The estimation of the six ARCH models was performed using numerical maximum likelihood estimation. The parameter estimates reported in Table 3, all significant at the 1% level, provide evidence concerning time varying volatility. In particular, an ARCH(1) model is sufficient in all of the series to describe the time dependence in the conditional volatility, both the downside and upside one.

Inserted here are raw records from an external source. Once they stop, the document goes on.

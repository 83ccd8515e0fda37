//! Error taxonomy shared by every component of the tool-execution runtime.
//!
//! [`ErrorType`] drives recovery eligibility (see `toolrunner-core::recovery`):
//! `VALIDATION`, `SECURITY`, and `INTERNAL` failures are always terminal;
//! `FILE_NOT_FOUND`, `PERMISSION`, `TIMEOUT`, `NETWORK`, and `RESOURCE`
//! failures are candidates for recovery.

use serde::{Deserialize, Serialize};
use thiserror::Error;

/// Coarse classification of why a tool invocation failed.
#[derive(Debug, Clone, Copy, PartialEq, Eq, Hash, Serialize, Deserialize)]
pub enum ErrorType {
    /// Malformed or missing arguments, unknown tool, schema mismatch.
    Validation,
    /// Path escape, forbidden command pattern, unauthorized operation.
    Security,
    /// The referenced path does not exist.
    FileNotFound,
    /// The process lacks permission to perform the operation.
    Permission,
    /// The operation did not complete within its allotted budget.
    Timeout,
    /// Transient connectivity failure to an external dependency.
    Network,
    /// Exhausted memory, file descriptors, disk space, or a rate limit.
    Resource,
    /// A bug in tool or runtime logic (panics caught at the boundary).
    Internal,
}

impl ErrorType {
    /// Whether a failure of this type is ever eligible for automated recovery.
    pub fn is_recoverable(self) -> bool {
        !matches!(self, ErrorType::Validation | ErrorType::Security | ErrorType::Internal)
    }
}

impl std::fmt::Display for ErrorType {
    fn fmt(&self, f: &mut std::fmt::Formatter<'_>) -> std::fmt::Result {
        let s = match self {
            ErrorType::Validation => "VALIDATION",
            ErrorType::Security => "SECURITY",
            ErrorType::FileNotFound => "FILE_NOT_FOUND",
            ErrorType::Permission => "PERMISSION",
            ErrorType::Timeout => "TIMEOUT",
            ErrorType::Network => "NETWORK",
            ErrorType::Resource => "RESOURCE",
            ErrorType::Internal => "INTERNAL",
        };
        f.write_str(s)
    }
}

/// Structured error carrying an [`ErrorType`] alongside the usual message.
///
/// Call sites that need the taxonomy (registry validation, the sanitizer,
/// the recovery module) should return `RuntimeError`; tool bodies that only
/// need to propagate failure can keep using `anyhow::Result` and convert at
/// the boundary via `thiserror`'s `std::error::Error` impl.
#[derive(Debug, Error)]
pub enum RuntimeError {
    #[error("validation failed: {message}")]
    Validation { message: String },

    #[error("security violation: {message}")]
    Security { message: String },

    #[error("file not found: {path}")]
    FileNotFound { path: String },

    #[error("permission denied: {message}")]
    Permission { message: String },

    #[error("operation timed out after {elapsed_ms}ms")]
    Timeout { elapsed_ms: u64 },

    #[error("network error: {message}")]
    Network { message: String },

    #[error("resource exhausted: {message}")]
    Resource { message: String },

    #[error("internal error: {message}")]
    Internal { message: String },

    #[error("tool not found: {0}")]
    UnknownTool(String),

    #[error("no recovery strategy succeeded after {attempts} attempts")]
    RecoveryExhausted { attempts: u32 },
}

impl RuntimeError {
    pub fn error_type(&self) -> ErrorType {
        match self {
            RuntimeError::Validation { .. } | RuntimeError::UnknownTool(_) => ErrorType::Validation,
            RuntimeError::Security { .. } => ErrorType::Security,
            RuntimeError::FileNotFound { .. } => ErrorType::FileNotFound,
            RuntimeError::Permission { .. } => ErrorType::Permission,
            RuntimeError::Timeout { .. } => ErrorType::Timeout,
            RuntimeError::Network { .. } => ErrorType::Network,
            RuntimeError::Resource { .. } => ErrorType::Resource,
            RuntimeError::Internal { .. } | RuntimeError::RecoveryExhausted { .. } => ErrorType::Internal,
        }
    }

    pub fn validation(message: impl Into<String>) -> Self {
        RuntimeError::Validation { message: message.into() }
    }

    pub fn security(message: impl Into<String>) -> Self {
        RuntimeError::Security { message: message.into() }
    }

    pub fn file_not_found(path: impl Into<String>) -> Self {
        RuntimeError::FileNotFound { path: path.into() }
    }

    pub fn permission(message: impl Into<String>) -> Self {
        RuntimeError::Permission { message: message.into() }
    }

    pub fn network(message: impl Into<String>) -> Self {
        RuntimeError::Network { message: message.into() }
    }

    pub fn resource(message: impl Into<String>) -> Self {
        RuntimeError::Resource { message: message.into() }
    }

    pub fn internal(message: impl Into<String>) -> Self {
        RuntimeError::Internal { message: message.into() }
    }
}

#[cfg(test)]
mod tests {
    use super::*;

    #[test]
    fn validation_security_internal_are_never_recoverable() {
        assert!(!ErrorType::Validation.is_recoverable());
        assert!(!ErrorType::Security.is_recoverable());
        assert!(!ErrorType::Internal.is_recoverable());
    }

    #[test]
    fn the_other_five_types_are_recoverable() {
        assert!(ErrorType::FileNotFound.is_recoverable());
        assert!(ErrorType::Permission.is_recoverable());
        assert!(ErrorType::Timeout.is_recoverable());
        assert!(ErrorType::Network.is_recoverable());
        assert!(ErrorType::Resource.is_recoverable());
    }

    #[test]
    fn runtime_error_maps_to_expected_error_type() {
        assert_eq!(RuntimeError::validation("x").error_type(), ErrorType::Validation);
        assert_eq!(RuntimeError::security("x").error_type(), ErrorType::Security);
        assert_eq!(
            RuntimeError::Timeout { elapsed_ms: 10 }.error_type(),
            ErrorType::Timeout
        );
    }
}
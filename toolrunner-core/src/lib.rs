//! Tool registry, sanitizer, priority scheduler, DAG pipeline, and error
//! recovery for the tool-execution runtime.

pub mod classifier;
pub mod context;
pub mod orchestrator;
pub mod pipeline;
pub mod recovery;
pub mod registry;
pub mod sanitizer;
pub mod tools;
pub mod types;

pub use classifier::{classify, QueryCategory, QueryClassification};
pub use context::{rank_files, RankedFile};
pub use orchestrator::{Orchestrator, OrchestratorMetrics};
pub use pipeline::{CacheStats, Pipeline, PipelineSubmitError};
pub use recovery::{DebuggerPersona, NullDebugger, RecoveryConfig, RecoveryModule, RecoveryOutcome, RecoveryState, StaticHeuristicDebugger};
pub use registry::{Tool, ToolRegistry};
pub use sanitizer::{CommandSanitizer, PathValidator};
pub use types::*;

Now, let’s turn to our optimisation problem, which requires to maximise the objective Equation in (10) under the constraints defined in (2). Table 4 summarizes the results carried out using SASTM for different levels of the risk aversion parameter λ [ 0,1 ] at the end of 2020 using as downside and upside volatility estimates the ones retrieved from the corresponding ARCH models. Along with short-sales restrictions, an additional constraint was added to limit to a maximum level of 30% the weight assigned to each asset class.

From these results we find that changes in the risk aversion parameter modify the optimal portfolio taking into consideration the proportion of downside and upside volatility associated to each asset as stated by the ARCH models.

In Figure 1 changes in weights with respect to the “baseline” optimal portfolio when standard deviation is used are reported for the two extremes λ parameters: ceteris paribus, optimal weights shift from stock markets and adjust accordingly to the asymmetries between downside and upside risk.

Table 1. Statistical summary of the data.

Table 2. Downside and upside volatility of the returns series.

Table 3. ARCH volatility models.

Table 4. Optimal portfolios.

In this way, the model can support the investor in rebalancing the weights assigned to the assets modifying the risk aversion parameter. Having a look, as an example, to German DAX market the risk aversion parameter reduces the weight when low values of λ are used whereas optimal weight allocation results in an increase when λ moves to its upper bound level.

Figure 1. Optimal Portfolios weights comparison.

4. Concluding Remarks

In this paper we developed an asset allocation model based on a modified Sharpe Ratio measure. Classical Sharpe Ratio implies that the probability of negative returns, as the probability of positive returns, is weighted in the same way by the investor. In order to evaluate separately downside and upside risk we consider a measure which permits to overweight (underweight) risky assets on the basis of the investor decreasing (increasing) risk aversion. In this way, the model can be used to rebalance the weights of the assets in the optimal portfolio.

Generalizations could be taken into consideration in the future to expand the results presented in this paper. Extending our approach to other forms of risk-adjusted measures certainly represents an obvious area of development of the present contribution. A further possible extension goes in the direction of using nonlinear averaging methods to assess portfolio volatility starting from the estimates of the positive/negative parts.

Conflicts of Interest

The authors declare no conflicts of interest.